Mais où la mode va-t-elle se loger ?

 

Les tours Duo vues depuis Ivry, de l'autre côté du périphérique.

Voici un certain temps que je voulais regarder de plus près ces étranges bâtiments que l'on découvrit peu à peu en bordure du périphérique parisien, intrigué par ces formes obliques et torturées. Les voici bien présentes, inaugurées depuis moins de 6 mois et déjà occupées par leurs commanditaires.

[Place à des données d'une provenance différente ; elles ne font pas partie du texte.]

//! Terminal configuration loading.
//!
//! TOML is the sole config source; no environment variable overrides.
//! Default config path: `/etc/attendance-terminal/terminal.toml`.
//!
//! # Required fields
//! - `schema_version = 1`
//! - `device.id`
//! - `auth.access_key_file`
//! - `broker.host`
//!
//! The `[api]` section is optional; without it the backend request/response
//! channel is disabled.
//!
//! # Secret files
//! The access key and the optional broker password are read from files
//! holding the raw value on a single line; trimmed on read.

use serde::Deserialize;
use std::path::{Path, PathBuf};
use std::time::Duration;

use at_protocol::BrokerEndpoint;

use crate::api::DEFAULT_API_TIMEOUT;
use crate::context::DeviceIdentity;
use crate::storage::StorageMode;

pub const DEFAULT_CONFIG_PATH: &str = "/etc/attendance-terminal/terminal.toml";

// ---------------------------------------------------------------------------
// Config types
// ---------------------------------------------------------------------------

#[derive(Debug, Clone)]
pub struct TerminalConfig {
    pub schema_version: u32,
    pub device: DeviceConfig,
    /// The access key (read from the key file, not the file path).
    pub access_key: String,
    pub broker: BrokerConfig,
    pub session: SessionConfig,
    pub queue: QueueConfig,
    pub update: UpdateConfig,
    pub credentials: CredentialsConfig,
    pub time: TimeConfig,
    pub api: Option<ApiConfig>,
}

impl TerminalConfig {
    pub fn identity(&self) -> DeviceIdentity {
        DeviceIdentity {
            device_id: self.device.id.clone(),
            access_key: self.access_key.clone(),
            namespace: self.device.namespace.clone(),
        }
    }
}

#[derive(Debug, Clone)]
pub struct DeviceConfig {
    pub id: String,
    pub namespace: String,
    pub firmware_version: String,
}

#[derive(Debug, Clone)]
pub struct BrokerConfig {
    pub host: String,
    pub port: u16,
    pub username: Option<String>,
    pub password: Option<String>,
    pub keep_alive: Duration,
}

#[derive(Debug, Clone, PartialEq, Eq)]
pub struct SessionConfig {
    pub reconnect_cooldown: Duration,
    pub heartbeat_interval: Duration,
    pub connect_timeout: Duration,
    pub send_timeout: Duration,
    pub inbound_budget: Duration,
    pub poll_interval: Duration,
}

impl Default for SessionConfig {
    fn default() -> Self {
        Self {
            reconnect_cooldown: Duration::from_secs(5),
            heartbeat_interval: Duration::from_secs(30),
            connect_timeout: Duration::from_millis(10_000),
            send_timeout: Duration::from_millis(5_000),
            inbound_budget: Duration::from_millis(50),
            poll_interval: Duration::from_millis(100),
        }
    }
}

impl BrokerConfig {
    pub fn endpoint(&self, client_id: String) -> BrokerEndpoint {
        BrokerEndpoint {
            host: self.host.clone(),
            port: self.port,
            client_id,
            username: self.username.clone(),
            password: self.password.clone(),
            keep_alive: self.keep_alive,
        }
    }
}

#[derive(Debug, Clone, PartialEq, Eq)]
pub struct QueueConfig {
    pub log_path: PathBuf,
    pub temp_path: PathBuf,
    pub batch_max: usize,
    pub fallback_capacity: usize,
    pub mode: StorageMode,
}

impl QueueConfig {
    /// Defaults rooted at `log_path`, with the temp log beside it.
    pub fn at(log_path: impl Into<PathBuf>) -> Self {
        let log_path = log_path.into();
        Self {
            temp_path: log_path.with_extension("tmp"),
            log_path,
            batch_max: 50,
            fallback_capacity: 256,
            mode: StorageMode::Durable,
        }
    }
}

#[derive(Debug, Clone, PartialEq, Eq)]
pub struct UpdateConfig {
    pub slot_path: PathBuf,
    pub min_size: u64,
    pub max_size: u64,
    pub chunk_size: usize,
    pub request_timeout: Duration,
    pub restart_grace: Duration,
    pub auto_apply: bool,
}

impl Default for UpdateConfig {
    fn default() -> Self {
        Self {
            slot_path: PathBuf::from("/var/lib/attendance-terminal/firmware.bin"),
            min_size: 100_000,
            max_size: 2_000_000,
            chunk_size: 1024,
            request_timeout: Duration::from_millis(30_000),
            restart_grace: Duration::from_millis(1_000),
            auto_apply: true,
        }
    }
}

impl UpdateConfig {
    pub fn limits(&self) -> at_updater::UpdateLimits {
        at_updater::UpdateLimits {
            min_size: self.min_size,
            max_size: self.max_size,
            chunk_size: self.chunk_size,
            request_timeout: self.request_timeout,
        }
    }
}

#[derive(Debug, Clone)]
pub struct CredentialsConfig {
    pub sqlite_path: String,
}

#[derive(Debug, Clone)]
pub struct TimeConfig {
    pub ntp_server: String,
}

#[derive(Debug, Clone)]
pub struct ApiConfig {
    pub base_url: String,
    pub timeout: Duration,
}

// ---------------------------------------------------------------------------
// Raw TOML deserialization types (with Option for optional fields)
// ---------------------------------------------------------------------------

#[derive(Debug, Deserialize)]
struct RawConfig {
    schema_version: Option<u32>,
    device: Option<RawDeviceConfig>,
    auth: Option<RawAuthConfig>,
    broker: Option<RawBrokerConfig>,
    session: Option<RawSessionConfig>,
    queue: Option<RawQueueConfig>,
    update: Option<RawUpdateConfig>,
    credentials: Option<RawCredentialsConfig>,
    time: Option<RawTimeConfig>,
    api: Option<RawApiConfig>,
}

#[derive(Debug, Deserialize)]
struct RawDeviceConfig {
    id: Option<String>,
    namespace: Option<String>,
    firmware_version: Option<String>,
}

#[derive(Debug, Deserialize)]
struct RawAuthConfig {
    access_key_file: Option<String>,
}

#[derive(Debug, Deserialize)]
struct RawBrokerConfig {
    host: Option<String>,
    port: Option<u16>,
    username: Option<String>,
    password_file: Option<String>,
    keep_alive_secs: Option<u64>,
}

#[derive(Debug, Default, Deserialize)]
struct RawSessionConfig {
    reconnect_cooldown_secs: Option<u64>,
    heartbeat_interval_secs: Option<u64>,
    connect_timeout_ms: Option<u64>,
    send_timeout_ms: Option<u64>,
    inbound_budget_ms: Option<u64>,
    poll_interval_ms: Option<u64>,
}

#[derive(Debug, Default, Deserialize)]
struct RawQueueConfig {
    log_path: Option<String>,
    temp_path: Option<String>,
    batch_max: Option<usize>,
    fallback_capacity: Option<usize>,
    mode: Option<String>,
}

#[derive(Debug, Default, Deserialize)]
struct RawUpdateConfig {
    slot_path: Option<String>,
    min_size: Option<u64>,
    max_size: Option<u64>,
    chunk_size: Option<usize>,
    request_timeout_ms: Option<u64>,
    restart_grace_ms: Option<u64>,
    auto_apply: Option<bool>,
}

#[derive(Debug, Deserialize)]
struct RawCredentialsConfig {
    sqlite_path: Option<String>,
}

#[derive(Debug, Deserialize)]
struct RawTimeConfig {
    ntp_server: Option<String>,
}

#[derive(Debug, Deserialize)]
struct RawApiConfig {
    base_url: Option<String>,
    timeout_ms: Option<u64>,
}

// ---------------------------------------------------------------------------
// Public API
// ---------------------------------------------------------------------------

/// Load terminal config from a custom path.
pub fn load_config_from_path(path: &Path) -> Result<TerminalConfig, ConfigError> {
    let toml_str = std::fs::read_to_string(path)
        .map_err(|e| ConfigError::Io(format!("reading config file '{}': {}", path.display(), e)))?;
    load_config_from_str(&toml_str)
}

/// Load terminal config from the default path.
pub fn load_config() -> Result<TerminalConfig, ConfigError> {
    load_config_from_path(Path::new(DEFAULT_CONFIG_PATH))
}

/// Load terminal config from a TOML string. Secret file paths in the TOML
/// are read directly.
pub fn load_config_from_str(toml_str: &str) -> Result<TerminalConfig, ConfigError> {
    let raw: RawConfig = toml::from_str(toml_str).map_err(|e| ConfigError::Parse(e.to_string()))?;

    let schema_version = raw
        .schema_version
        .ok_or_else(|| ConfigError::MissingField("schema_version".to_owned()))?;
    if schema_version != 1 {
        return Err(ConfigError::InvalidValue(format!(
            "schema_version must be 1, got {schema_version}"
        )));
    }

    // Device identity
    let raw_device = raw
        .device
        .ok_or_else(|| ConfigError::MissingField("device".to_owned()))?;
    let id = raw_device
        .id
        .filter(|id| !id.trim().is_empty())
        .ok_or_else(|| ConfigError::MissingField("device.id".to_owned()))?;
    let device = DeviceConfig {
        id,
        namespace: raw_device
            .namespace
            .unwrap_or_else(|| "fitinfinity".to_owned()),
        firmware_version: raw_device
            .firmware_version
            .unwrap_or_else(|| env!("CARGO_PKG_VERSION").to_owned()),
    };

    // Auth
    let raw_auth = raw
        .auth
        .ok_or_else(|| ConfigError::MissingField("auth".to_owned()))?;
    let key_file = raw_auth
        .access_key_file
        .ok_or_else(|| ConfigError::MissingField("auth.access_key_file".to_owned()))?;
    let access_key = read_secret_file(&key_file, "access key")?;

    // Broker
    let raw_broker = raw
        .broker
        .ok_or_else(|| ConfigError::MissingField("broker".to_owned()))?;
    let host = raw_broker
        .host
        .ok_or_else(|| ConfigError::MissingField("broker.host".to_owned()))?;
    let password = match raw_broker.password_file {
        Some(path) => Some(read_secret_file(&path, "broker password")?),
        None => None,
    };
    let broker = BrokerConfig {
        host,
        port: raw_broker.port.unwrap_or(1883),
        username: raw_broker.username,
        password,
        keep_alive: Duration::from_secs(raw_broker.keep_alive_secs.unwrap_or(60)),
    };

    // Session defaults
    let s = raw.session.unwrap_or_default();
    let defaults = SessionConfig::default();
    let session = SessionConfig {
        reconnect_cooldown: s
            .reconnect_cooldown_secs
            .map_or(defaults.reconnect_cooldown, Duration::from_secs),
        heartbeat_interval: s
            .heartbeat_interval_secs
            .map_or(defaults.heartbeat_interval, Duration::from_secs),
        connect_timeout: s
            .connect_timeout_ms
            .map_or(defaults.connect_timeout, Duration::from_millis),
        send_timeout: s
            .send_timeout_ms
            .map_or(defaults.send_timeout, Duration::from_millis),
        inbound_budget: s
            .inbound_budget_ms
            .map_or(defaults.inbound_budget, Duration::from_millis),
        poll_interval: s
            .poll_interval_ms
            .map_or(defaults.poll_interval, Duration::from_millis),
    };
    if session.heartbeat_interval.is_zero() {
        return Err(ConfigError::InvalidValue(
            "session.heartbeat_interval_secs must be greater than 0".to_owned(),
        ));
    }

    // Queue defaults
    let q = raw.queue.unwrap_or_default();
    let mut queue = QueueConfig::at(
        q.log_path
            .unwrap_or_else(|| "/var/lib/attendance-terminal/offline.log".to_owned()),
    );
    if let Some(temp) = q.temp_path {
        queue.temp_path = PathBuf::from(temp);
    }
    if queue.temp_path == queue.log_path {
        return Err(ConfigError::InvalidValue(
            "queue.temp_path must differ from queue.log_path".to_owned(),
        ));
    }
    // Compaction renames the temp log over the live one, which is only atomic
    // within one directory.
    if queue.temp_path.parent() != queue.log_path.parent() {
        return Err(ConfigError::InvalidValue(
            "queue.temp_path must be in the same directory as queue.log_path".to_owned(),
        ));
    }
    if let Some(n) = q.batch_max {
        if n == 0 {
            return Err(ConfigError::InvalidValue(
                "queue.batch_max must be greater than 0".to_owned(),
            ));
        }
        queue.batch_max = n;
    }
    if let Some(n) = q.fallback_capacity {
        queue.fallback_capacity = n;
    }
    if let Some(mode) = q.mode {
        queue.mode = mode.parse().map_err(ConfigError::InvalidValue)?;
    }

    // Update defaults
    let u = raw.update.unwrap_or_default();
    let ud = UpdateConfig::default();
    let update = UpdateConfig {
        slot_path: u.slot_path.map_or(ud.slot_path, PathBuf::from),
        min_size: u.min_size.unwrap_or(ud.min_size),
        max_size: u.max_size.unwrap_or(ud.max_size),
        chunk_size: u.chunk_size.unwrap_or(ud.chunk_size),
        request_timeout: u
            .request_timeout_ms
            .map_or(ud.request_timeout, Duration::from_millis),
        restart_grace: u
            .restart_grace_ms
            .map_or(ud.restart_grace, Duration::from_millis),
        auto_apply: u.auto_apply.unwrap_or(ud.auto_apply),
    };
    if update.min_size > update.max_size {
        return Err(ConfigError::InvalidValue(format!(
            "update.min_size ({}) exceeds update.max_size ({})",
            update.min_size, update.max_size
        )));
    }
    if update.chunk_size == 0 {
        return Err(ConfigError::InvalidValue(
            "update.chunk_size must be greater than 0".to_owned(),
        ));
    }

    let credentials = CredentialsConfig {
        sqlite_path: raw
            .credentials
            .and_then(|c| c.sqlite_path)
            .unwrap_or_else(|| "/var/lib/attendance-terminal/credentials.sqlite3".to_owned()),
    };

    let time = TimeConfig {
        ntp_server: raw
            .time
            .and_then(|t| t.ntp_server)
            .unwrap_or_else(|| "pool.ntp.org".to_owned()),
    };

    let api = match raw.api {
        None => None,
        Some(a) => {
            let base_url = a
                .base_url
                .filter(|u| !u.trim().is_empty())
                .ok_or_else(|| ConfigError::MissingField("api.base_url".to_owned()))?;
            if !(base_url.starts_with("http://") || base_url.starts_with("https://")) {
                return Err(ConfigError::InvalidValue(format!(
                    "api.base_url must be an http:// or https:// URL, got {base_url:?}"
                )));
            }
            Some(ApiConfig {
                base_url,
                timeout: a
                    .timeout_ms
                    .map_or(DEFAULT_API_TIMEOUT, Duration::from_millis),
            })
        }
    };

    Ok(TerminalConfig {
        schema_version,
        device,
        access_key,
        broker,
        session,
        queue,
        update,
        credentials,
        time,
        api,
    })
}

// ---------------------------------------------------------------------------
// Error type
// ---------------------------------------------------------------------------

#[derive(Debug)]
pub enum ConfigError {
    Io(String),
    Parse(String),
    MissingField(String),
    InvalidValue(String),
}

impl std::fmt::Display for ConfigError {
    fn fmt(&self, f: &mut std::fmt::Formatter<'_>) -> std::fmt::Result {
        match self {
            ConfigError::Io(s) => write!(f, "IO error: {s}"),
            ConfigError::Parse(s) => write!(f, "Parse error: {s}"),
            ConfigError::MissingField(s) => write!(f, "Missing required field: {s}"),
            ConfigError::InvalidValue(s) => write!(f, "Invalid config value: {s}"),
        }
    }
}

impl std::error::Error for ConfigError {}

// ---------------------------------------------------------------------------
// Secret file reader
// ---------------------------------------------------------------------------

fn read_secret_file(path: &str, what: &str) -> Result<String, ConfigError> {
    let content = std::fs::read_to_string(path)
        .map_err(|e| ConfigError::Io(format!("reading {what} file '{path}': {e}")))?;
    Ok(content.trim().to_owned())
}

J'avoue beaucoup aimer cette création de Jean Nouvel si différente de la Philharmonie, son précédent opus parisien, et tout aussi réussi sur le plan esthétique. C'est un plaisir de les voir changer constamment d'aspect quand on s'en approche ou qu'on tourne autour. 


Plus inclinées qu'une Tour de Pise qui n'avait jamais eu cette dangereuse fantaisie, elles semblent, suivant le point d'où on les observe, tantôt presque droites, tantôt basculées dans le vide, au risque de susciter l'angoisse.


La tour ouest, bien plus petite que la grande tour bancaire du Groupe BPCE (les Banques populaires (!), semble parfois dominer sa grande sœur, ou se coiffer de son gros chapeau de guingois.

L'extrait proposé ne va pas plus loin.